When the concept of Saints come to mind, we naturally think of them as people who lived a life to make change, like Christ did when he was on earth. Schools and Parishes are named after saints and remember their life and contributions through feast day celebrations. People pray to different saints as they hold patronage, wear, or carry medals devoted to saints for safety and protection. During the sacrament of Confirmation, Catholic’s adopt a Saints name to accompany us on our earthly pilgrimage and into deathly one.
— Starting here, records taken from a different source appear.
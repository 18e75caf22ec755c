use crate::error::ConfigurationError;
use crate::model::ColumnAuditRow;
use globset::{Glob, GlobSet, GlobSetBuilder};

/// Model types that are audited unless configured otherwise. External tables
/// and seeds are not expected to carry masking roles.
pub const DEFAULT_MODEL_TYPES: &[&str] = &["model"];

/// Warehouse bookkeeping columns that never carry business data.
pub const DEFAULT_EXEMPT_COLUMNS: &[&str] = &[
    "dbt_scd_id",
    "dbt_updated_at",
    "dbt_valid_from",
    "dbt_valid_to",
    "value_var",
    "dcr_desc",
    "id",
    "value",
    "metadata_filename",
    "metadata_file_last_modified",
    "metadata_file_row_number",
    "_dbt_copied_at",
    "bus_eff_ts",
    "bus_exp_ts",
    "record_id",
    "sys_upd_ts",
];

/// Which audit rows take part in the cross-check.
///
/// An empty `model_types` list admits every row. Exempt columns are glob
/// patterns matched against `column_name` (case-sensitive).
#[derive(Clone, Debug)]
pub struct AuditScope {
    model_types: Vec<String>,
    exempt_columns: Vec<String>,
    exempt: Option<GlobSet>,
}

impl AuditScope {
    pub fn new(
        model_types: Vec<String>,
        exempt_columns: Vec<String>,
    ) -> Result<Self, ConfigurationError> {
        let exempt = build_exempt_set(&exempt_columns)?;
        Ok(Self {
            model_types,
            exempt_columns,
            exempt,
        })
    }

    /// Admits every row.
    pub fn unrestricted() -> Self {
        Self {
            model_types: Vec::new(),
            exempt_columns: Vec::new(),
            exempt: None,
        }
    }

    pub fn model_types(&self) -> &[String] {
        &self.model_types
    }

    pub fn exempt_columns(&self) -> &[String] {
        &self.exempt_columns
    }

    pub fn admits(&self, row: &ColumnAuditRow) -> bool {
        if !self.model_types.is_empty() {
            let Some(model_type) = row.model_type.as_deref() else {
                return false;
            };
            if !self.model_types.iter().any(|t| t == model_type) {
                return false;
            }
        }

        !self
            .exempt
            .as_ref()
            .map(|set| set.is_match(&row.column_name))
            .unwrap_or(false)
    }

    pub fn apply(&self, rows: Vec<ColumnAuditRow>) -> Vec<ColumnAuditRow> {
        rows.into_iter().filter(|r| self.admits(r)).collect()
    }
}

impl Default for AuditScope {
    fn default() -> Self {
        let model_types = DEFAULT_MODEL_TYPES.iter().map(|s| s.to_string()).collect();
        let exempt_columns = DEFAULT_EXEMPT_COLUMNS
            .iter()
            .map(|s| s.to_string())
            .collect();
        // Plain identifiers always compile as globs.
        Self::new(model_types, exempt_columns).unwrap_or_else(|_| Self::unrestricted())
    }
}

fn build_exempt_set(patterns: &[String]) -> Result<Option<GlobSet>, ConfigurationError> {
    if patterns.is_empty() {
        return Ok(None);
    }

    let invalid = |pattern: &str, err: globset::Error| ConfigurationError::InvalidExemptPattern {
        pattern: pattern.to_string(),
        message: err.to_string(),
    };

    let mut builder = GlobSetBuilder::new();
    for pattern in patterns {
        builder.add(Glob::new(pattern).map_err(|e| invalid(pattern, e))?);
    }
    let set = builder
        .build()
        .map_err(|e| invalid(&patterns.join(","), e))?;
    Ok(Some(set))
}
use thiserror::Error;

/// A malformed mapping document or audit scope.
///
/// Always fatal, and always raised before any cross-referencing happens.
#[derive(Debug, Clone, PartialEq, Eq, Error)]
pub enum ConfigurationError {
    #[error("mapping document must be a key-value mapping at the top level, found {found}")]
    NotAMapping { found: &'static str },

    #[error("mapping document must contain a top-level 'fields' key")]
    MissingFields,

    #[error("mapping 'fields' must be a key-value mapping, found {found}")]
    FieldsNotAMapping { found: &'static str },

    #[error("mapping entry '{column}' must be a key-value mapping, found {found}")]
    EntryNotAMapping { column: String, found: &'static str },

    #[error("mapping entry '{column}' has no mask_policy")]
    MissingMaskPolicy { column: String },

    #[error("mapping entry '{column}' has an invalid mask_policy: expected a non-empty string, found {found}")]
    InvalidMaskPolicy { column: String, found: &'static str },

    #[error("invalid exempt column pattern '{pattern}': {message}")]
    InvalidExemptPattern { pattern: String, message: String },
}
Saints can be an identity for religious orders and for many devoted throughout the world play an important role in their lives.
Having recently read the chapter Communion of Saints and Mary by Elizabeth A. Johnson, I was left with a deeper knowledge and understanding of where the concept of saints originate from, why various Christian denominations view Mary and the Saints in different ways and how the Communion of Saints are the Church. I would like to share some reflections.
The idea of being holy stems from Jewish roots when the Israelites where led out of Egypt, they were called the holy people. This was not just for one but the whole community.
Early Christians drew upon this biblical tradition to articulate their own sense of identity. They shared the rituals of baptism and Eucharist and lived out the virtues displayed by Christ. As a result, they referred to each other in the church as “saints” or “holy ones” (hagioi in Greek).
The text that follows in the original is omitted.